# Your goal
Copy each entry as it stands, leaving nothing out.

Collected data entries:
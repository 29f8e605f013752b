#[cfg(test)]
#[path = "run_list_test.rs"]
mod run_list_test;

use crate::net::types::Run;

/// Status filter chips above the run table.
#[derive(Clone, Copy, Debug, Default, PartialEq, Eq)]
pub enum StatusFilter {
    #[default]
    All,
    Pending,
    Running,
    Completed,
    Failed,
    Cancelled,
}

impl StatusFilter {
    pub const ALL: [Self; 6] = [
        Self::All,
        Self::Pending,
        Self::Running,
        Self::Completed,
        Self::Failed,
        Self::Cancelled,
    ];

    pub fn name(self) -> &'static str {
        match self {
            Self::All => "all",
            Self::Pending => "pending",
            Self::Running => "running",
            Self::Completed => "completed",
            Self::Failed => "failed",
            Self::Cancelled => "cancelled",
        }
    }

    pub fn parse(raw: &str) -> Option<Self> {
        Self::ALL.into_iter().find(|f| f.name().eq_ignore_ascii_case(raw.trim()))
    }

    /// Compares the raw status string, so legacy aliases do not match.
    pub fn matches(self, status: &str) -> bool {
        match self {
            Self::All => true,
            other => status.eq_ignore_ascii_case(other.name()),
        }
    }
}

/// State of the run list view.
#[derive(Clone, Debug)]
pub struct RunListState {
    pub runs: Vec<Run>,
    /// True until the first fetch settles, whether it succeeded or not.
    pub loading: bool,
    pub filter: StatusFilter,
}

impl Default for RunListState {
    fn default() -> Self {
        Self { runs: Vec::new(), loading: true, filter: StatusFilter::All }
    }
}

impl RunListState {
    /// Apply a successful fetch.
    pub fn set_runs(&mut self, runs: Vec<Run>) {
        self.runs = runs;
        self.loading = false;
    }

    /// A failed fetch keeps whatever was shown before.
    pub fn fetch_failed(&mut self) {
        self.loading = false;
    }

    pub fn filtered(&self) -> Vec<&Run> {
        self.runs.iter().filter(|run| self.filter.matches(&run.status)).collect()
    }
}
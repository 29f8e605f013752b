#[cfg(test)]
#[path = "run_form_test.rs"]
mod run_form_test;

use crate::net::types::CreateRunRequest;

/// Raw text of the "new run" form, exactly as typed.
#[derive(Clone, Debug, Default, PartialEq, Eq)]
pub struct RunForm {
    pub prompt: String,
    pub negative_prompt: String,
    pub seed: String,
    pub logo_image: String,
    pub mood_image: String,
}

#[derive(Debug, Clone, PartialEq, Eq, thiserror::Error)]
pub enum FormError {
    #[error("a prompt is required")]
    MissingPrompt,
    #[error("seed must be a whole number, got '{0}'")]
    InvalidSeed(String),
    #[error("{field} must be an absolute http(s) URL, got '{value}'")]
    InvalidUrl { field: &'static str, value: String },
}

impl RunForm {
    /// Submit is enabled once the prompt has non-whitespace text and no
    /// submission is in flight.
    pub fn can_submit(&self, submitting: bool) -> bool {
        !submitting && !self.prompt.trim().is_empty()
    }

    /// Build the create-run body. Empty optional fields are left out.
    pub fn to_request(&self) -> Result<CreateRunRequest, FormError> {
        if self.prompt.trim().is_empty() {
            return Err(FormError::MissingPrompt);
        }

        let seed = match non_empty(&self.seed) {
            Some(raw) => Some(raw.parse::<i64>().map_err(|_| FormError::InvalidSeed(raw.to_owned()))?),
            None => None,
        };

        Ok(CreateRunRequest {
            prompt: self.prompt.clone(),
            negative_prompt: non_empty(&self.negative_prompt).map(ToOwned::to_owned),
            seed,
            logo_image: url_field("logo_image", &self.logo_image)?,
            mood_image: url_field("mood_image", &self.mood_image)?,
        })
    }
}

fn non_empty(raw: &str) -> Option<&str> {
    let trimmed = raw.trim();
    (!trimmed.is_empty()).then_some(trimmed)
}

fn url_field(field: &'static str, raw: &str) -> Result<Option<String>, FormError> {
    let Some(value) = non_empty(raw) else {
        return Ok(None);
    };
    match reqwest::Url::parse(value) {
        Ok(url) if matches!(url.scheme(), "http" | "https") => Ok(Some(value.to_owned())),
        _ => Err(FormError::InvalidUrl { field, value: value.to_owned() }),
    }
}
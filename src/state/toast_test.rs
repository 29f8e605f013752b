use super::*;

#[tokio::test(start_paused = true)]
async fn toast_expires_after_ttl() {
    let mut slot = ToastSlot::default();
    slot.show(Toast::success("Run created successfully!", Duration::from_secs(5)));

    tokio::time::advance(Duration::from_millis(4_999)).await;
    assert_eq!(slot.current().map(|t| t.kind), Some(ToastKind::Success));

    tokio::time::advance(Duration::from_millis(1)).await;
    assert!(slot.current().is_none());
}

#[tokio::test(start_paused = true)]
async fn new_toast_replaces_old() {
    let mut slot = ToastSlot::default();
    slot.show(Toast::success("first", Duration::from_secs(5)));
    slot.show(Toast::error("Failed to create run", Duration::from_secs(5)));

    let toast = slot.current().unwrap();
    assert_eq!(toast.kind, ToastKind::Error);
    assert_eq!(toast.message, "Failed to create run");
}

#[test]
fn dismiss_clears_slot() {
    let mut slot = ToastSlot::default();
    slot.show(Toast::error("nope", Duration::from_secs(60)));
    slot.dismiss();
    assert!(slot.current().is_none());
}
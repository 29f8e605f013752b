//! View state for each screen.
//!
//! DESIGN
//! ======
//! These are plain data models with no I/O, so every rule about what a
//! view shows (filtering, finalize guard, cancel availability, status
//! colors) is testable without a backend. `pages` owns the I/O around them.

pub mod assets;
pub mod run_detail;
pub mod run_form;
pub mod run_list;
pub mod status;
pub mod toast;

# Answer to this exercise
repository 29f8e605f013752b
#[cfg(test)]
#[path = "run_list_test.rs"]
mod run_list_test;

use crate::net::types::Run;

/// Status filter chips above the run table.
#[derive(Clone, Copy, Debug, Default, PartialEq, Eq)]
pub enum StatusFilter {
    #[default]
    All,
    Pending,
    Running,
    Completed,
    Failed,
    Cancelled,
}

impl StatusFilter {
    pub const ALL: [Self; 6] = [
        Self::All,
        Self::Pending,
        Self::Running,
        Self::Completed,
        Self::Failed,
        Self::Cancelled,
    ];

    pub fn name(self) -> &'static str {
        match self {
            Self::All => "all",
            Self::Pending => "pending",
            Self::Running => "running",
            Self::Completed => "completed",
            Self::Failed => "failed",
            Self::Cancelled => "cancelled",
        }
    }

    pub fn parse(raw: &str) -> Option<Self> {
        Self::ALL.into_iter().find(|f| f.name().eq_ignore_ascii_case(raw.trim()))
    }

    /// Compares the raw status string, so legacy aliases do not match.
    pub fn matches(self, status: &str) -> bool {
        match self {
            Self::All => true,
            other => status.eq_ignore_ascii_case(other.name()),
        }
    }
}

/// State of the run list view.
#[derive(Clone, Debug)]
pub struct RunListState {
    pub runs: Vec<Run>,
    /// True until the first fetch settles, whether it succeeded or not.
    pub loading: bool,
    pub filter: StatusFilter,
}

impl Default for RunListState {
    fn default() -> Self {
        Self { runs: Vec::new(), loading: true, filter: StatusFilter::All }
    }
}

impl RunListState {
    /// Apply a successful fetch.
    pub fn set_runs(&mut self, runs: Vec<Run>) {
        self.runs = runs;
        self.loading = false;
    }

    /// A failed fetch keeps whatever was shown before.
    pub fn fetch_failed(&mut self) {
        self.loading = false;
    }

    pub fn filtered(&self) -> Vec<&Run> {
        self.runs.iter().filter(|run| self.filter.matches(&run.status)).collect()
    }
}
repository 29f8e605f013752b
#[cfg(test)]
#[path = "run_form_test.rs"]
mod run_form_test;

use crate::net::types::CreateRunRequest;

/// Raw text of the "new run" form, exactly as typed.
#[derive(Clone, Debug, Default, PartialEq, Eq)]
pub struct RunForm {
    pub prompt: String,
    pub negative_prompt: String,
    pub seed: String,
    pub logo_image: String,
    pub mood_image: String,
}

#[derive(Debug, Clone, PartialEq, Eq, thiserror::Error)]
pub enum FormError {
    #[error("a prompt is required")]
    MissingPrompt,
    #[error("seed must be a whole number, got '{0}'")]
    InvalidSeed(String),
    #[error("{field} must be an absolute http(s) URL, got '{value}'")]
    InvalidUrl { field: &'static str, value: String },
}

impl RunForm {
    /// Submit is enabled once the prompt has non-whitespace text and no
    /// submission is in flight.
    pub fn can_submit(&self, submitting: bool) -> bool {
        !submitting && !self.prompt.trim().is_empty()
    }

    /// Build the create-run body. Empty optional fields are left out.
    pub fn to_request(&self) -> Result<CreateRunRequest, FormError> {
        if self.prompt.trim().is_empty() {
            return Err(FormError::MissingPrompt);
        }

        let seed = match non_empty(&self.seed) {
            Some(raw) => Some(raw.parse::<i64>().map_err(|_| FormError::InvalidSeed(raw.to_owned()))?),
            None => None,
        };

        Ok(CreateRunRequest {
            prompt: self.prompt.clone(),
            negative_prompt: non_empty(&self.negative_prompt).map(ToOwned::to_owned),
            seed,
            logo_image: url_field("logo_image", &self.logo_image)?,
            mood_image: url_field("mood_image", &self.mood_image)?,
        })
    }
}

fn non_empty(raw: &str) -> Option<&str> {
    let trimmed = raw.trim();
    (!trimmed.is_empty()).then_some(trimmed)
}

fn url_field(field: &'static str, raw: &str) -> Result<Option<String>, FormError> {
    let Some(value) = non_empty(raw) else {
        return Ok(None);
    };
    match reqwest::Url::parse(value) {
        Ok(url) if matches!(url.scheme(), "http" | "https") => Ok(Some(value.to_owned())),
        _ => Err(FormError::InvalidUrl { field, value: value.to_owned() }),
    }
}
filename src/state/toast_test.rs
repository 29f8e605f013752b
use super::*;

#[tokio::test(start_paused = true)]
async fn toast_expires_after_ttl() {
    let mut slot = ToastSlot::default();
    slot.show(Toast::success("Run created successfully!", Duration::from_secs(5)));

    tokio::time::advance(Duration::from_millis(4_999)).await;
    assert_eq!(slot.current().map(|t| t.kind), Some(ToastKind::Success));

    tokio::time::advance(Duration::from_millis(1)).await;
    assert!(slot.current().is_none());
}

#[tokio::test(start_paused = true)]
async fn new_toast_replaces_old() {
    let mut slot = ToastSlot::default();
    slot.show(Toast::success("first", Duration::from_secs(5)));
    slot.show(Toast::error("Failed to create run", Duration::from_secs(5)));

    let toast = slot.current().unwrap();
    assert_eq!(toast.kind, ToastKind::Error);
    assert_eq!(toast.message, "Failed to create run");
}

#[test]
fn dismiss_clears_slot() {
    let mut slot = ToastSlot::default();
    slot.show(Toast::error("nope", Duration::from_secs(60)));
    slot.dismiss();
    assert!(slot.current().is_none());
}
repository 29f8e605f013752b
//! View state for each screen.
//!
//! DESIGN
//! ======
//! These are plain data models with no I/O, so every rule about what a
//! view shows (filtering, finalize guard, cancel availability, status
//! colors) is testable without a backend. `pages` owns the I/O around them.

pub mod assets;
pub mod run_detail;
pub mod run_form;
pub mod run_list;
pub mod status;
pub mod toast;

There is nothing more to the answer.